Rencontre avec Eduardo Kohan, un saxophoniste

23 avril 2020

Lorsque je joue de la musique, mon objectif n’est ni de convaincre ni d’éblouir (il m’est égal d’être original ou avant-gardiste). Ce que je recherche est un son organique, des sensations, des perceptions, des émotions, un certain état de joie dans le corps… Émouvoir, m’émouvoir avant tout…

TRIBUNES ROMANDES Le tango semble indissociable de vos compositions. Est-ce dû au fait que vous êtes né à Buenos Aires ou y a-t-il d’autres raisons ?

Eduardo Kohan Le tango c’est ma langue maternelle, c’est une musique qui m’accompagne depuis mon enfance et malgré mon manque d’intérêt pour elle au début elle a su m’attendre…

TRIBUNES ROMANDES Vous composez pour le cinéma, la télévision, le théâtre et la danse contemporaine. Est-ce à dire que la pluridisciplinarité est un élément stimulant et qui vous inspire ?

Eduardo Kohan J’aime beaucoup jouer et composer dans des contextes différents, travailler avec des contraintes parfois ça aide, ça pose des limites et nous sommes plus rapidement orientés…

TRIBUNES ROMANDES Parmi vos compositions, vous avez créé une musique pour le Festival de Blois en 1989 « Pour l’arrêt définitif de la Centrale nucléaire de Creys-Malville ». L’art engagé est-il une part importante de vous-même ?

Eduardo Kohan En ce qui me concerne je ne crois pas à « l’art engagé ». A l’époque j’avais eu une commande pour le Festival de Blois et vu les conditions du moment, la lutte populaire contre cette centrale nucléaire, le titre m’est venu tout seul.

TRIBUNES ROMANDES Vous êtes également enseignant de musique et musicien de rue. Qu’est-ce que ces expériences professionnelles apportent de plus à votre carrière ?

Eduardo Kohan J’aime bien enseigner, c’est pour moi la meilleure façon d’apprendre. Quand je veux approfondir quelque chose, je l’enseigne.

Et jouer dans la rue, c’est pour moi une expérience essentielle. Nous sommes placés au même niveau que les gens, on nous écoute que si notre musique est bonne, le décor est changeant, les passants aussi et il y a le bruit ambiant. Nous sommes nus, sans les artifices de la scène… Je suis convaincu que c’est l’une des meilleures écoles…Et ça nous apprend l’humilité…

TRIBUNES ROMANDES Que conseilleriez-vous à des jeunes saxophonistes désirant vivre de leur art ?

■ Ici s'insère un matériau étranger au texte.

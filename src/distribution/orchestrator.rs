//! Distribution orchestrator
//!
//! Submits `distribute(token)` calls to the custodial contract and tracks
//! each one to a terminal state. Batches run strictly one transaction at a
//! time: submission N+1 starts only after N is confirmed, reverted or timed
//! out, so a single signer never races its own nonces.

use std::time::Duration;

use alloy::{
    primitives::{Address, Bytes, TxHash},
    sol_types::SolCall,
};
use tokio_util::sync::CancellationToken;
use tracing::{info, warn};

use crate::{
    discovery::TokenDiscovery,
    errors::{ChainError, ScanError, SplitterError, TransactionError},
    traits::TokenChain,
    types::{
        Confirmation, ContractBatchResult, DiscoveredTokenSet, DistributionOutcome,
        DistributionResult, SplitBreakdown, TokenInfo,
    },
    utils::erc20_utils::query_erc20_balance,
};

use super::split::{compute_split, ShareTable};

/// Custodial splitter contract bindings
pub mod custodial {
    use alloy::sol;

    sol! {
        function distribute(address token) external;
        function distributeAll() external;
    }
}

use custodial::{distributeAllCall, distributeCall};

/// Results of a sequential batch
#[derive(Debug, Clone)]
pub struct BatchReport {
    /// One result per input token, in input order
    pub results: Vec<DistributionResult>,
    /// Token set after the last refresh, if any refresh ran
    pub refreshed: Option<DiscoveredTokenSet>,
}

impl BatchReport {
    pub fn succeeded(&self) -> usize {
        self.results.iter().filter(|r| r.is_success()).count()
    }

    pub fn failed(&self) -> usize {
        self.results.len() - self.succeeded()
    }
}

/// Drives distributions for one custodial contract
#[derive(Debug, Clone)]
pub struct Distributor {
    discovery: TokenDiscovery,
    table: ShareTable,
    confirmation_timeout: Duration,
    refresh_after_success: bool,
}

impl Distributor {
    pub fn new(
        discovery: TokenDiscovery,
        table: ShareTable,
        confirmation_timeout: Duration,
        refresh_after_success: bool,
    ) -> Self {
        Self {
            discovery,
            table,
            confirmation_timeout,
            refresh_after_success,
        }
    }

    pub fn custodial(&self) -> Address {
        self.discovery.custodial()
    }

    pub fn table(&self) -> &ShareTable {
        &self.table
    }

    pub fn discovery(&self) -> &TokenDiscovery {
        &self.discovery
    }

    pub fn refresh_after_success(&self) -> bool {
        self.refresh_after_success
    }

    /// Distribute one token's balance
    ///
    /// Snapshots the live balance, submits `distribute(token)` and waits for
    /// the receipt. Every failure is recorded in the returned result; nothing
    /// is raised.
    pub async fn distribute_one<C>(&self, chain: &C, token: &TokenInfo) -> DistributionResult
    where
        C: TokenChain,
    {
        let snapshot = self.snapshot(chain, token).await;
        let input: Bytes = distributeCall {
            token: token.address,
        }
        .abi_encode()
        .into();

        info!(
            token = %snapshot.address,
            symbol = %snapshot.symbol,
            balance = %snapshot.formatted_balance(),
            "Submitting distribution"
        );

        let (tx_hash, outcome) = self.submit_and_confirm(chain, input).await;
        let expected_breakdown = if outcome.is_success() {
            compute_split(snapshot.raw_balance, snapshot.decimals, &self.table)
        } else {
            SplitBreakdown::default()
        };

        match &outcome {
            DistributionOutcome::Success => {
                info!(token = %snapshot.address, tx = ?tx_hash, "Distribution confirmed")
            }
            other => {
                warn!(token = %snapshot.address, tx = ?tx_hash, outcome = %other, "Distribution did not succeed")
            }
        }

        DistributionResult {
            token: snapshot,
            tx_hash,
            outcome,
            expected_breakdown,
        }
    }

    /// Distribute every token, one transaction at a time
    ///
    /// A failed or timed out distribution does not stop the batch. After each
    /// success the token set is rebuilt so later snapshots reflect what the
    /// contract still holds. Cancelling `cancel` stops the batch before the
    /// next submission.
    ///
    /// # Returns
    /// * `Ok(BatchReport)` - One result per input token, in input order
    /// * `Err(SplitterError::BatchHalted)` - The connection was lost or the
    ///   batch was cancelled; the error carries the results produced so far
    pub async fn distribute_all<C>(
        &self,
        chain: &C,
        tokens: &DiscoveredTokenSet,
        cancel: &CancellationToken,
    ) -> Result<BatchReport, SplitterError>
    where
        C: TokenChain,
    {
        let mut results = Vec::with_capacity(tokens.len());
        let mut refreshed: Option<DiscoveredTokenSet> = None;

        for token in tokens {
            // an in-flight transaction is always awaited; cancellation only
            // stops the next submission
            if cancel.is_cancelled() {
                warn!(
                    completed = results.len(),
                    remaining = tokens.len() - results.len(),
                    "Distribution batch cancelled"
                );
                return Err(SplitterError::BatchHalted {
                    completed: results,
                    source: Box::new(ScanError::Cancelled.into()),
                });
            }

            // later tokens use the refreshed metadata when it still lists them
            let current = refreshed
                .as_ref()
                .and_then(|set| set.get(&token.address))
                .unwrap_or(token);

            let result = self.distribute_one(chain, current).await;
            let lost = result.outcome.is_connection_lost();
            let succeeded = result.is_success();
            results.push(result);

            if lost {
                return Err(SplitterError::BatchHalted {
                    completed: results,
                    source: Box::new(SplitterError::ConnectionLost(format!(
                        "while submitting distribution for {}",
                        token.address
                    ))),
                });
            }

            if succeeded && self.refresh_after_success {
                match self.discovery.discover(chain, cancel).await {
                    Ok(set) => refreshed = Some(set),
                    Err(e) if e.is_connection_lost() => {
                        return Err(SplitterError::BatchHalted {
                            completed: results,
                            source: Box::new(e),
                        });
                    }
                    Err(e) => {
                        warn!(error = %e, "Token refresh failed; continuing with live balance snapshots");
                    }
                }
            }
        }

        let report = BatchReport { results, refreshed };
        info!(
            succeeded = report.succeeded(),
            failed = report.failed(),
            "Distribution batch finished"
        );
        Ok(report)
    }

    /// Call the contract's own `distributeAll()` in a single transaction
    ///
    /// Balances are snapshotted for every token first; breakdowns are only
    /// filled in when the transaction succeeds.
    pub async fn distribute_contract_batch<C>(
        &self,
        chain: &C,
        tokens: &DiscoveredTokenSet,
    ) -> ContractBatchResult
    where
        C: TokenChain,
    {
        let mut snapshots = Vec::with_capacity(tokens.len());
        for token in tokens {
            snapshots.push(self.snapshot(chain, token).await);
        }

        info!(tokens = snapshots.len(), "Submitting distributeAll");
        let input: Bytes = distributeAllCall {}.abi_encode().into();
        let (tx_hash, outcome) = self.submit_and_confirm(chain, input).await;

        let tokens = snapshots
            .into_iter()
            .map(|token| {
                let breakdown = if outcome.is_success() {
                    compute_split(token.raw_balance, token.decimals, &self.table)
                } else {
                    SplitBreakdown::default()
                };
                (token, breakdown)
            })
            .collect();

        ContractBatchResult {
            tx_hash,
            outcome,
            tokens,
        }
    }

    /// Live balance of the token, falling back to the last known one
    async fn snapshot<C>(&self, chain: &C, token: &TokenInfo) -> TokenInfo
    where
        C: TokenChain,
    {
        match query_erc20_balance(chain, token.address, self.custodial()).await {
            Ok(balance) => token.with_balance(balance),
            Err(e) => {
                warn!(token = %token.address, error = %e, "Balance snapshot failed; using last known balance");
                token.clone()
            }
        }
    }

    /// Submit a call to the custodial contract and wait for a terminal state
    async fn submit_and_confirm<C>(
        &self,
        chain: &C,
        input: Bytes,
    ) -> (Option<TxHash>, DistributionOutcome)
    where
        C: TokenChain,
    {
        let tx_hash = match chain.send_transaction(self.custodial(), input).await {
            Ok(hash) => hash,
            Err(e) => {
                return (
                    None,
                    DistributionOutcome::Failed(TransactionError::from_submission(e)),
                )
            }
        };

        let outcome = match chain
            .wait_for_receipt(tx_hash, self.confirmation_timeout)
            .await
        {
            Ok(Confirmation::Success { .. }) => DistributionOutcome::Success,
            Ok(Confirmation::Reverted { block_number }) => {
                DistributionOutcome::Failed(TransactionError::Reverted {
                    reason: match block_number {
                        Some(block) => format!("receipt status 0 in block {}", block),
                        None => "receipt status 0".to_string(),
                    },
                })
            }
            Ok(Confirmation::TimedOut) => DistributionOutcome::TimedOut,
            Err(ChainError::Transport(reason)) => {
                warn!(tx = %tx_hash, %reason, "Connection lost while waiting for receipt");
                DistributionOutcome::Failed(TransactionError::ConnectionLost(reason))
            }
            Err(e) => {
                warn!(tx = %tx_hash, error = %e, "Receipt tracking failed");
                DistributionOutcome::TimedOut
            }
        };

        (Some(tx_hash), outcome)
    }
}
use std::{str::FromStr, time::Duration};

use alloy::{
    network::EthereumWallet,
    providers::{DynProvider, Provider, ProviderBuilder, WsConnect},
    signers::local::PrivateKeySigner,
};
use tracing::info;

use crate::errors::InitError;

use super::AlloyChain;

/// Interval between receipt polls while waiting for confirmation
pub const DEFAULT_POLL_INTERVAL: Duration = Duration::from_secs(2);

/// Build a wallet-enabled provider for an HTTP(S) or WebSocket endpoint
pub async fn get_wallet_provider(
    rpc_url: &str,
    signer: PrivateKeySigner,
) -> Result<DynProvider, InitError> {
    let wallet = EthereumWallet::from(signer);
    let provider = if rpc_url.starts_with("http") {
        let url = rpc_url
            .parse()
            .map_err(|_| InitError::InvalidRpcUrl(format!("Failed to parse RPC URL {}", rpc_url)))?;
        ProviderBuilder::new().wallet(wallet).connect_http(url).erased()
    } else if rpc_url.starts_with("ws") {
        let ws_connect = WsConnect::new(rpc_url);
        ProviderBuilder::new()
            .wallet(wallet)
            .connect_ws(ws_connect)
            .await
            .map_err(|e| InitError::ProviderUnavailable(format!("Failed to connect to WebSocket: {}", e)))?
            .erased()
    } else {
        return Err(InitError::InvalidRpcUrl(format!(
            "unsupported scheme in {}, expected http(s) or ws(s)",
            rpc_url
        )));
    };
    Ok(provider)
}

/// Connect a signing session to the chain
///
/// Loads the signer, builds the provider and checks that the endpoint
/// answers before returning.
///
/// # Example
/// ```no_run
/// # async fn example() -> Result<(), Box<dyn std::error::Error>> {
/// use token_splitter::chain::connect;
/// let chain = connect("https://mainnet.base.org", "0x<private key>").await?;
/// # Ok(())
/// # }
/// ```
pub async fn connect(rpc_url: &str, private_key: &str) -> Result<AlloyChain, InitError> {
    let signer = PrivateKeySigner::from_str(private_key.trim())
        .map_err(|e| InitError::InvalidSigner(e.to_string()))?;
    let account = signer.address();
    let provider = get_wallet_provider(rpc_url, signer).await?;

    let chain_id = provider.get_chain_id().await.map_err(|e| {
        if e.is_transport_error() {
            InitError::ProviderUnavailable(format!("{} is unreachable: {}", rpc_url, e))
        } else {
            InitError::ChainId(e.to_string())
        }
    })?;

    info!(%account, chain_id, "Connected wallet session");
    Ok(AlloyChain::new(provider, account, chain_id))
}
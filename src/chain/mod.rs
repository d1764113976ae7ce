//! Alloy-backed chain access
//!
//! [`AlloyChain`] implements [`TokenChain`] over a wallet-filled
//! [`DynProvider`]. Use [`connect`] to build one from an RPC URL and a
//! private key.

pub mod builder;

use std::time::Duration;

use alloy::{
    eips::BlockNumberOrTag,
    network::{ReceiptResponse, TransactionBuilder},
    primitives::{Address, Bytes, Log, TxHash},
    providers::{DynProvider, Provider},
    rpc::types::{Filter, TransactionRequest},
    transports::{RpcError, TransportError},
};
use tracing::{debug, warn};

use crate::{
    errors::ChainError,
    traits::TokenChain,
    types::{Confirmation, LogQuery},
};

pub use builder::{connect, get_wallet_provider, DEFAULT_POLL_INTERVAL};

/// Consecutive transport failures tolerated while polling for a receipt
pub const MAX_RECEIPT_POLL_FAILURES: usize = 3;

/// Consecutive transport failures seen by one receipt poll
#[derive(Debug, Default)]
struct PollFailures {
    consecutive: usize,
}

impl PollFailures {
    /// Record a failed poll, handing the error back once the limit is hit
    ///
    /// Only transport failures count towards the limit.
    fn record(&mut self, err: ChainError) -> Result<(), ChainError> {
        if !err.is_transport() {
            self.consecutive = 0;
            return Ok(());
        }
        self.consecutive += 1;
        if self.consecutive >= MAX_RECEIPT_POLL_FAILURES {
            Err(err)
        } else {
            Ok(())
        }
    }

    fn reset(&mut self) {
        self.consecutive = 0;
    }
}

impl From<TransportError> for ChainError {
    fn from(err: TransportError) -> Self {
        match err {
            RpcError::ErrorResp(payload) => {
                let message = payload.message.to_string();
                match payload.as_revert_data() {
                    Some(data) => ChainError::Reverted {
                        data: Some(data),
                        message,
                    },
                    None if message.to_lowercase().contains("revert") => ChainError::Reverted {
                        data: None,
                        message,
                    },
                    None => ChainError::Rejected {
                        code: payload.code,
                        message,
                    },
                }
            }
            RpcError::Transport(kind) => ChainError::Transport(kind.to_string()),
            other => ChainError::Malformed(other.to_string()),
        }
    }
}

/// Wallet session on a live chain
#[derive(Clone)]
pub struct AlloyChain {
    provider: DynProvider,
    account: Address,
    chain_id: u64,
    poll_interval: Duration,
}

impl std::fmt::Debug for AlloyChain {
    fn fmt(&self, f: &mut std::fmt::Formatter<'_>) -> std::fmt::Result {
        f.debug_struct("AlloyChain")
            .field("account", &self.account)
            .field("chain_id", &self.chain_id)
            .finish()
    }
}

impl AlloyChain {
    pub fn new(provider: DynProvider, account: Address, chain_id: u64) -> Self {
        Self {
            provider,
            account,
            chain_id,
            poll_interval: DEFAULT_POLL_INTERVAL,
        }
    }

    pub fn with_poll_interval(mut self, poll_interval: Duration) -> Self {
        self.poll_interval = poll_interval;
        self
    }

    pub fn provider(&self) -> &DynProvider {
        &self.provider
    }
}

impl TokenChain for AlloyChain {
    async fn account(&self) -> Result<Address, ChainError> {
        Ok(self.account)
    }

    async fn chain_id(&self) -> Result<u64, ChainError> {
        Ok(self.chain_id)
    }

    async fn head_block(&self) -> Result<u64, ChainError> {
        match self
            .provider
            .get_block_by_number(BlockNumberOrTag::Finalized)
            .await
        {
            Ok(Some(block)) => return Ok(block.header.number),
            Ok(None) => debug!("Node has no finalized block; using latest"),
            Err(e) => {
                let err = ChainError::from(e);
                if err.is_transport() {
                    return Err(err);
                }
                debug!(error = %err, "Finalized tag unsupported; using latest");
            }
        }
        Ok(self.provider.get_block_number().await?)
    }

    async fn get_logs(&self, query: &LogQuery) -> Result<Vec<Log>, ChainError> {
        let filter = Filter::new()
            .from_block(query.from_block)
            .to_block(query.to_block)
            .event_signature(query.event_topic)
            .topic2(query.recipient_topic);
        let logs = self.provider.get_logs(&filter).await?;
        Ok(logs.into_iter().map(|log| log.inner).collect())
    }

    async fn call(&self, to: Address, input: Bytes) -> Result<Bytes, ChainError> {
        let tx = TransactionRequest::default()
            .with_to(to)
            .with_input(input);
        Ok(self.provider.call(tx).await?)
    }

    async fn send_transaction(&self, to: Address, input: Bytes) -> Result<TxHash, ChainError> {
        let tx = TransactionRequest::default()
            .with_from(self.account)
            .with_to(to)
            .with_input(input);
        let pending = self.provider.send_transaction(tx).await?;
        Ok(*pending.tx_hash())
    }

    async fn wait_for_receipt(
        &self,
        tx_hash: TxHash,
        timeout: Duration,
    ) -> Result<Confirmation, ChainError> {
        let poll = async {
            let mut failures = PollFailures::default();
            loop {
                match self.provider.get_transaction_receipt(tx_hash).await {
                    Ok(Some(receipt)) => {
                        let block_number = receipt.block_number();
                        return Ok(if receipt.status() {
                            Confirmation::Success { block_number }
                        } else {
                            Confirmation::Reverted { block_number }
                        });
                    }
                    Ok(None) => failures.reset(),
                    Err(e) => {
                        let err = ChainError::from(e);
                        warn!(tx = %tx_hash, error = %err, "Receipt poll failed");
                        if let Err(err) = failures.record(err) {
                            return Err(err);
                        }
                    }
                }
                tokio::time::sleep(self.poll_interval).await;
            }
        };

        match tokio::time::timeout(timeout, poll).await {
            Ok(result) => result,
            Err(_) => Ok(Confirmation::TimedOut),
        }
    }
}
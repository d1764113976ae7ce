//! # Token Splitter
//!
//! Discovers the ERC20 tokens held by a custodial splitter contract and
//! drives its proportional on-chain distributions.
//!
//! ## Core Features
//!
//! - **Token Discovery**
//!   - Historical `Transfer` log scan, paged by block window
//!   - Concurrent metadata and balance resolution
//!   - Zero balances and non-ERC20 contracts filtered out
//!
//! - **Distribution**
//!   - `distribute(token)` per token, strictly one transaction at a time
//!   - Contract-level `distributeAll()`
//!   - Receipt tracking with an explicit timeout outcome
//!   - Token set refreshed after every success
//!
//! - **Split Calculation**
//!   - Exact integer basis-point arithmetic on `U256`
//!   - Rounding remainder reported, never dropped
//!
//! ## Features
//!
//! - `rustls-tls`: Uses rustls as the TLS implementation instead of native-tls (OpenSSL).
//!
//!   Usage example:
//!   ```toml
//!   [dependencies]
//!   token-splitter = { version = "0.3", default-features = false, features = ["rustls-tls"] }
//!   ```
//!
//! ## Example Usage
//!
//! ```rust,no_run
//! use token_splitter::{chain::connect, config::SplitterConfig, Session};
//! use tokio_util::sync::CancellationToken;
//!
//! # async fn example() -> anyhow::Result<()> {
//! let config = SplitterConfig::from_json_file("splitter.json")?;
//! let chain = connect("https://mainnet.base.org", "0x<private key>").await?;
//!
//! let mut session = Session::from_config(chain, &config)?;
//! session.connect().await?;
//!
//! let cancel = CancellationToken::new();
//! for token in session.discover(&cancel).await? {
//!     println!("{} {}", token.symbol, token.formatted_balance());
//! }
//!
//! let report = session.distribute_all(&cancel).await?;
//! println!("{} succeeded, {} failed", report.succeeded(), report.failed());
//! # Ok(())
//! # }
//! ```
//!
//! ## Module Structure
//!
//! - `chain`: Alloy provider adapter implementing [`TokenChain`]
//! - `config`: Layered configuration
//! - `discovery`: Transfer log scanner and token resolver
//! - `distribution`: Split calculator and distribution orchestrator
//! - `session`: Session state and its serializable view
//! - `types`: Core data structures and type definitions
//! - `traits`: Chain access trait
//! - `errors`: Error types and handling
//! - `utils`: ERC20 queries, revert decoding and amount formatting

pub mod chain;
pub mod config;
pub mod discovery;
pub mod distribution;
pub mod errors;
pub mod session;
pub mod traits;
pub mod types;
pub mod utils;

pub use config::SplitterConfig;
pub use discovery::TokenDiscovery;
pub use distribution::{compute_split, Distributor, ShareTable};
pub use errors::SplitterError;
pub use session::{Session, SessionView};
pub use traits::TokenChain;
pub use types::{DiscoveredTokenSet, DistributionOutcome, DistributionResult, TokenInfo};
// region DisplaySize

use std::fmt::{Display, Formatter};
use std::str::FromStr;

use crate::error::Error;
use crate::types::{DeviceEntry, DisplaySize};

impl Display for DisplaySize {
	fn fmt(&self, f: &mut Formatter<'_>) -> std::fmt::Result {
		write!(f, "{}x{}", self.width, self.height)
	}
}

impl FromStr for DisplaySize {
	type Err = Error;

	fn from_str(s: &str) -> Result<Self, Self::Err> {
		let (width, height) = s
			.split_once('x')
			.ok_or_else(|| Error::parse("expected WxH", s))?;
		let width = width.trim().parse().map_err(|_| Error::parse("invalid width", s))?;
		let height = height.trim().parse().map_err(|_| Error::parse("invalid height", s))?;
		Ok(DisplaySize { width, height })
	}
}

// endregion DisplaySize

// region DeviceEntry

impl Display for DeviceEntry {
	fn fmt(&self, f: &mut Formatter<'_>) -> std::fmt::Result {
		write!(f, "{} {}", self.serial, self.state)
	}
}

// endregion DeviceEntry

#[cfg(test)]
mod test {
	use std::str::FromStr;

	use crate::types::{DeviceState, DisplaySize};

	#[test]
	fn test_display_size_round_trip() {
		let size = DisplaySize::new(480, 800);
		assert_eq!("480x800", size.to_string());
		assert_eq!(size, DisplaySize::from_str("480x800").unwrap());

		DisplaySize::from_str("480").expect_err("missing separator must not parse");
		DisplaySize::from_str("480xabc").expect_err("non-numeric height must not parse");
	}

	#[test]
	fn test_device_state_from_str() {
		assert_eq!(DeviceState::Device, "device".parse().unwrap());
		assert_eq!(DeviceState::Offline, "offline".parse().unwrap());
		assert_eq!(DeviceState::Unauthorized, "unauthorized".parse().unwrap());
		assert!("flying".parse::<DeviceState>().is_err());
	}
}
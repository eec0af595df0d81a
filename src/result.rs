use tracing::warn;

use crate::error::Error;

pub type Result<T> = std::result::Result<T, Error>;

/// Runs a fallible device operation, tagging any failure with the operation
/// label. The original cause stays attached as the error source, so the
/// caller-visible message is never reduced to a generic one.
pub(crate) fn run_operation<T, F>(label: &str, f: F) -> Result<T>
where
	F: FnOnce() -> Result<T>,
{
	f().map_err(|err| {
		warn!("{label} failed: {err}");
		Error::OperationError {
			label: label.to_string(),
			source: Box::new(err),
		}
	})
}

/// Failure-only side-effect hook. Success passes through untouched; on
/// failure the hook observes the error and the original result is returned
/// unchanged. Chaining the next strategy itself is `Result::or_else`.
pub trait ResultExt<T> {
	fn on_error<F>(self, hook: F) -> Result<T>
	where
		F: FnOnce(&Error);
}

impl<T> ResultExt<T> for Result<T> {
	fn on_error<F>(self, hook: F) -> Result<T>
	where
		F: FnOnce(&Error),
	{
		if let Err(ref err) = self {
			hook(err);
		}
		self
	}
}
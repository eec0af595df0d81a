use std::ffi::OsStr;
use std::process::Output;
use std::time::Duration;

use simple_cmd::CommandBuilder;

use crate::net;
use crate::prelude::CommandBuilderExt;
use crate::result::Result;
use crate::traits::ShellExec;
use crate::types::Shell;

impl<'a> Shell<'a> {
	/// Executes a custom command over the shell interface. Transport only:
	/// the output may be empty, truncated or carry device-specific error
	/// phrases; detecting those is the caller's job.
	pub fn exec<T>(&self, args: Vec<T>, timeout: Option<Duration>) -> Result<Output>
	where
		T: Into<String> + AsRef<OsStr>,
	{
		let builder = CommandBuilder::shell(self.parent).args(args).timeout(timeout);
		Ok(builder.build().output()?)
	}

	/// Same as [`Shell::exec`] with stdout decoded to text, bounded by the
	/// configured command timeout unless overridden.
	pub fn exec_output<T>(&self, args: Vec<T>, timeout: Option<Duration>) -> Result<String>
	where
		T: Into<String> + AsRef<OsStr>,
	{
		let timeout = timeout.or(Some(self.parent.config.command_timeout));
		let output = self.exec(args, timeout)?;
		Ok(simple_cmd::Vec8ToString::as_str(&output.stdout).unwrap_or("").to_string())
	}

	/// Resolve the device's usable network address through the strategy
	/// cascade.
	pub fn ip_address(&self) -> Result<String> {
		net::resolve_ip_address(self, &self.parent.config)
	}
}

impl ShellExec for Shell<'_> {
	fn shell_output(&self, args: &[&str], timeout: Duration) -> Result<String> {
		self.exec_output(args.to_vec(), Some(timeout))
	}
}
use regex::Regex;
use tracing::debug;

use crate::error::Error;
use crate::result::{run_operation, Result};
use crate::types::{DisplaySize, Shell};

/// Display size/density operations over `wm`. Mutations are fire-and-confirm:
/// completing the shell execution is success, output is not inspected.
impl Shell<'_> {
	pub fn size(&self) -> Result<DisplaySize> {
		run_operation("get current size", || {
			let output = self.exec_output(vec!["wm", "size"], None)?;
			let size = parse_size(&output, &self.parent.config.size_pattern)?;
			debug!("current size: {size}");
			Ok(size)
		})
	}

	pub fn density(&self) -> Result<u16> {
		run_operation("get current density", || {
			let output = self.exec_output(vec!["wm", "density"], None)?;
			let density = parse_density(&output, &self.parent.config.density_pattern)?;
			debug!("current density: {density}");
			Ok(density)
		})
	}

	pub fn set_size(&self, size: DisplaySize) -> Result<()> {
		run_operation("set size", || {
			self.exec(
				vec![
					"wm".to_string(),
					"size".to_string(),
					size.to_string(),
				],
				Some(self.parent.config.command_timeout),
			)?;
			Ok(())
		})
	}

	pub fn set_density(&self, density: u16) -> Result<()> {
		run_operation("set density", || {
			self.exec(
				vec![
					"wm".to_string(),
					"density".to_string(),
					density.to_string(),
				],
				Some(self.parent.config.command_timeout),
			)?;
			Ok(())
		})
	}

	pub fn reset_size(&self) -> Result<()> {
		run_operation("reset size", || {
			self.exec(vec!["wm", "size", "reset"], Some(self.parent.config.command_timeout))?;
			Ok(())
		})
	}

	pub fn reset_density(&self) -> Result<()> {
		run_operation("reset density", || {
			self.exec(vec!["wm", "density", "reset"], Some(self.parent.config.command_timeout))?;
			Ok(())
		})
	}
}

/// `wm size` prints `Physical size:` first and, when an override is active,
/// `Override size:` after it; the last match is the effective value.
pub(crate) fn parse_size(output: &str, pattern: &Regex) -> Result<DisplaySize> {
	let captures = pattern
		.captures_iter(output)
		.last()
		.ok_or_else(|| Error::parse("could not parse size", output))?;
	let width = captures[1].parse().map_err(|_| Error::parse("invalid width", output))?;
	let height = captures[2].parse().map_err(|_| Error::parse("invalid height", output))?;
	Ok(DisplaySize { width, height })
}

pub(crate) fn parse_density(output: &str, pattern: &Regex) -> Result<u16> {
	let captures = pattern
		.captures_iter(output)
		.last()
		.ok_or_else(|| Error::parse("could not parse density", output))?;
	captures[1].parse().map_err(|_| Error::parse("invalid density", output))
}
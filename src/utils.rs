use std::path::PathBuf;

use anyhow::anyhow;

/// Attempt to find the ANDROID_HOME environment variable, verifying the
/// directory actually exists.
pub fn android_home() -> anyhow::Result<PathBuf> {
	match std::env::var("ANDROID_HOME") {
		Ok(path) => {
			let pathbuf = PathBuf::from(path);
			if pathbuf.exists() {
				Ok(pathbuf)
			} else {
				Err(anyhow!("ANDROID_HOME not set or invalid"))
			}
		}
		Err(err) => Err(anyhow::Error::from(err)),
	}
}

/// Attempt to find the adb executable inside the SDK platform-tools
/// directory. Used as a fallback when adb is not on the PATH.
pub fn platform_tools_adb() -> anyhow::Result<PathBuf> {
	let path = android_home()?.join("platform-tools").join("adb");
	if path.exists() {
		Ok(path)
	} else {
		Err(anyhow::Error::msg("adb not found in platform-tools"))
	}
}
use std::net::AddrParseError;

use thiserror::Error;

#[derive(Error, Debug)]
pub enum Error {
	#[error("Failed to parse address")]
	AddressParseError,

	#[error(transparent)]
	WhichError(#[from] which::Error),

	#[error(transparent)]
	CommandError(#[from] simple_cmd::Error),

	#[error(transparent)]
	IoError(#[from] std::io::Error),

	#[error(transparent)]
	RegexError(#[from] regex::Error),

	#[error("Invalid connection type")]
	InvalidConnectionTypeError,

	#[error("port out of range [{min}, {max}]: {port}")]
	InvalidPortError { port: u16, min: u16, max: u16 },

	#[error("{message}; output: {output:?}")]
	ParseError { message: String, output: String },

	#[error("no usable ip address: {0}")]
	NoUsableAddressError(String),

	#[error("{label}: {source}")]
	OperationError {
		label: String,
		#[source]
		source: Box<Error>,
	},
}

impl From<AddrParseError> for Error {
	fn from(_value: AddrParseError) -> Self {
		Error::AddressParseError
	}
}

impl Error {
	/// Error for an expected pattern missing from command output; the raw
	/// output always travels with the message.
	pub fn parse<M: Into<String>, O: Into<String>>(message: M, output: O) -> Self {
		Error::ParseError {
			message: message.into(),
			output: output.into(),
		}
	}
}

Eduardo Kohan Marcel Duchamp dans sa lettre à Jean Crotti (en 1952) dit :

…Les artistes de tous temps sont comme des joueurs de Monte Carlo et la loterie aveugle fait sortir les uns et ruine les autres.

…Tout se passe au petit bonheur la chance. Les artistes qui, durant leur vie, ont su faire valoir leur camelote sont des excellents commis voyageurs, mais rien n’est garanti pour l’immortalité de leur œuvre…

…En deux mots, fais moins de self-analyse et travaille avec plaisir sans te soucier des opinions, la tienne et celle des autres…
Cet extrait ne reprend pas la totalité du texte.